Strategic Air Command (film)


Strategic Air Command (film)
Strategic Air Command

1955 Theatrical Poster
Directed by Anthony Mann
Produced by Samuel J. Briskin
Written by Valentine Davies
Beirne Lay, Jr.
Starring James Stewart
June Allyson
Frank Lovejoy
Bruce Bennett
Barry Sullivan
Alex Nicol
Jay C. Flippen
Harry Morgan
Music by Victor Young
Cinematography William H. Daniels
Editing by Eda Warren
Distributed by Paramount Pictures
Release date(s) March 25, 1955
Running time 112 min.
Country United States
Language English

Strategic Air Command is a 1955 American film starring James Stewart and June Allyson, and directed by Anthony Mann. Released by Paramount Pictures, it was the first of four films that depicted the role of the Strategic Air Command in the Cold War era.

The film was the second film released in Paramount's new wide-screen system, VistaVision, in color by Technicolor and Perspecta directional sound. It would also be Stewart and Mann's eighth and final collaboration and the third of three movies that paired Jimmy Stewart and June Allyson, the others being The Stratton Story and The Glenn Miller Story.

Contents

Plot

James Stewart is a United States Air Force Reserve officer recalled to active duty to fly B-36 and B-47 nuclear bombers for the Strategic Air Command. Robert "Dutch" Holland, is a highly-paid, star professional baseball player with the St. Louis Cardinals.[N 1] During spring training in St. Petersburg, Florida, he is recalled to active duty for 21 months. At first, Dutch is a fish out of water, trying to perform duties in a service that has technologically left him far behind since the end of his World War II service as a B-29 pilot. When he reports for duty at Carswell AFB, a bomber base in Ft. Worth, Texas to qualify in the Convair B-36, he has to wear civilian garb, because his old uniforms are those of the old U.S. Army Air Forces, much to the displeasure of the irascible General Hawkes, the commander of SAC, played by Frank Lovejoy. The General Hawkes character is patterned after the actual commander of SAC at the time, General Curtis LeMay.

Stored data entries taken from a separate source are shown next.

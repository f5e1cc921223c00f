//! Light sources placed in the assembled scene.

/// A light in world space. Colours are linear RGB.
#[derive(Clone, Copy, Debug, PartialEq)]
pub enum Light {
    Ambient {
        color: [f32; 3],
        intensity: f32,
    },
    /// Shines from `position` toward the world origin.
    Directional {
        color: [f32; 3],
        intensity: f32,
        position: [f32; 3],
        cast_shadow: bool,
    },
    /// Omni light with inverse-square falloff.
    Point {
        color: [f32; 3],
        intensity: f32,
        position: [f32; 3],
        cast_shadow: bool,
    },
}

impl Light {
    pub fn casts_shadow(&self) -> bool {
        match self {
            Light::Ambient { .. } => false,
            Light::Directional { cast_shadow, .. } | Light::Point { cast_shadow, .. } => *cast_shadow,
        }
    }

    /// Colour pre-multiplied with intensity, as the shaders consume it.
    pub fn radiance(&self) -> [f32; 3] {
        let (color, intensity) = match self {
            Light::Ambient { color, intensity }
            | Light::Directional {
                color, intensity, ..
            }
            | Light::Point {
                color, intensity, ..
            } => (color, intensity),
        };
        color.map(|c| c * intensity)
    }
}
//! The snapshot pipeline, end to end.
//!
//! Data flows strictly forward, every stage finishes before the next starts:
//!
//! 1. decode the model (all textures resolved or recorded as missing)
//! 2. assemble the lit scene and apply the format's orientation
//! 3. frame the camera around the world bounds
//! 4. create the off-screen context and rasterize
//! 5. encode the pixels as PNG
//!
//! A failure at any stage aborts the run and no output file is produced.

use std::path::{Path, PathBuf};

use crate::{
    camera::{self, Camera},
    cli::{CliArgs, Dimensions},
    config::RenderConfig,
    context::Context,
    data_structures::frame_buffer::FrameBuffer,
    encode,
    error::{RenderError, Result},
    render,
    resources::{self, AssetSource, FsSource, ModelFormat},
    scene,
};

/// One model to one image.
#[derive(Clone, Debug, PartialEq)]
pub struct RenderRequest {
    pub model: PathBuf,
    pub dimensions: Dimensions,
    pub output: PathBuf,
}

impl From<CliArgs> for RenderRequest {
    fn from(args: CliArgs) -> Self {
        Self {
            model: args.model,
            dimensions: args.dimensions,
            output: args.output,
        }
    }
}

/// A rendered frame and what went into it.
#[derive(Debug)]
pub struct Snapshot {
    pub frame: FrameBuffer,
    pub format: ModelFormat,
    pub camera: Camera,
    pub mesh_count: usize,
    pub triangle_count: usize,
    /// Non-fatal decode problems, e.g. missing blobs.
    pub warnings: Vec<RenderError>,
    pub adapter: String,
}

/// Summary of a completed [`render_model`] run.
#[derive(Debug)]
pub struct RenderReport {
    pub output: PathBuf,
    pub width: u32,
    pub height: u32,
    pub format: ModelFormat,
    pub mesh_count: usize,
    pub triangle_count: usize,
    pub warnings: Vec<RenderError>,
}

/// Decodes `model` through `source` and renders it at `dimensions`.
pub async fn snapshot(
    model: &Path,
    dimensions: Dimensions,
    config: &RenderConfig,
    source: &impl AssetSource,
) -> Result<Snapshot> {
    let mut decoded = resources::load_model(model, source).await?;
    let format = decoded.format;
    let warnings = std::mem::take(&mut decoded.report.warnings);

    let assembled = scene::assemble(decoded);
    let bounds = assembled.bounds();
    if bounds.is_empty() {
        log::warn!("{} contains no drawable geometry", model.display());
    }
    let camera = camera::frame_scene(&bounds, dimensions.width, dimensions.height, config);

    let ctx = Context::new(config).await?;
    let frame = render::rasterize(&ctx, &assembled, &camera, dimensions.width, dimensions.height).await?;

    Ok(Snapshot {
        frame,
        format,
        camera,
        mesh_count: assembled.root.mesh_count(),
        triangle_count: assembled.root.triangle_count(),
        warnings,
        adapter: ctx.adapter_info.name.clone(),
    })
}

/// Renders the requested model from disk and writes the PNG.
pub async fn render_model(request: &RenderRequest, config: &RenderConfig) -> Result<RenderReport> {
    let exists = tokio::fs::try_exists(&request.model)
        .await
        .map_err(|source| RenderError::Io {
            path: request.model.clone(),
            source,
        })?;
    if !exists {
        return Err(RenderError::FileNotFound(request.model.clone()));
    }

    let shot = snapshot(&request.model, request.dimensions, config, &FsSource).await?;
    log::info!(
        "rendered {} meshes ({} triangles) at {} on {}",
        shot.mesh_count,
        shot.triangle_count,
        request.dimensions,
        shot.adapter
    );
    encode::write_png(shot.frame, &request.output)?;

    Ok(RenderReport {
        output: request.output.clone(),
        width: request.dimensions.width,
        height: request.dimensions.height,
        format: shot.format,
        mesh_count: shot.mesh_count,
        triangle_count: shot.triangle_count,
        warnings: shot.warnings,
    })
}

Dutch is given a staff job with the bombardment wing at Carswell that involves a lot of flying. He soon has a B-36 crew of his own, and he becomes enamored with both flying and the role of SAC in deterring war. He is joined by his wife Sally (June Allyson), who had not bargained on being an Air Force wife, and who struggles with his repeated absences and the dangers of flying. Even so, Sally tells Dutch that she is happy as long as they can be together, no matter what he decides to do with his life. Dutch is injured on duty when he is forced to crash land his B-36 bomber near Thule Air Base, Greenland. Nevertheless, he becomes a favorite of General Hawkes and is rewarded with a new assignment flying the new Boeing B-47 Stratojet at MacDill AFB in Tampa, across the bay from St. Petersburg where his old baseball team continues to conduct its spring training. Promoted to full colonel and made deputy commander of his B-47 wing, Dutch decides, to Sally's displeasure, to remain in the Air Force, rather than return to baseball at the end of his active duty obligation.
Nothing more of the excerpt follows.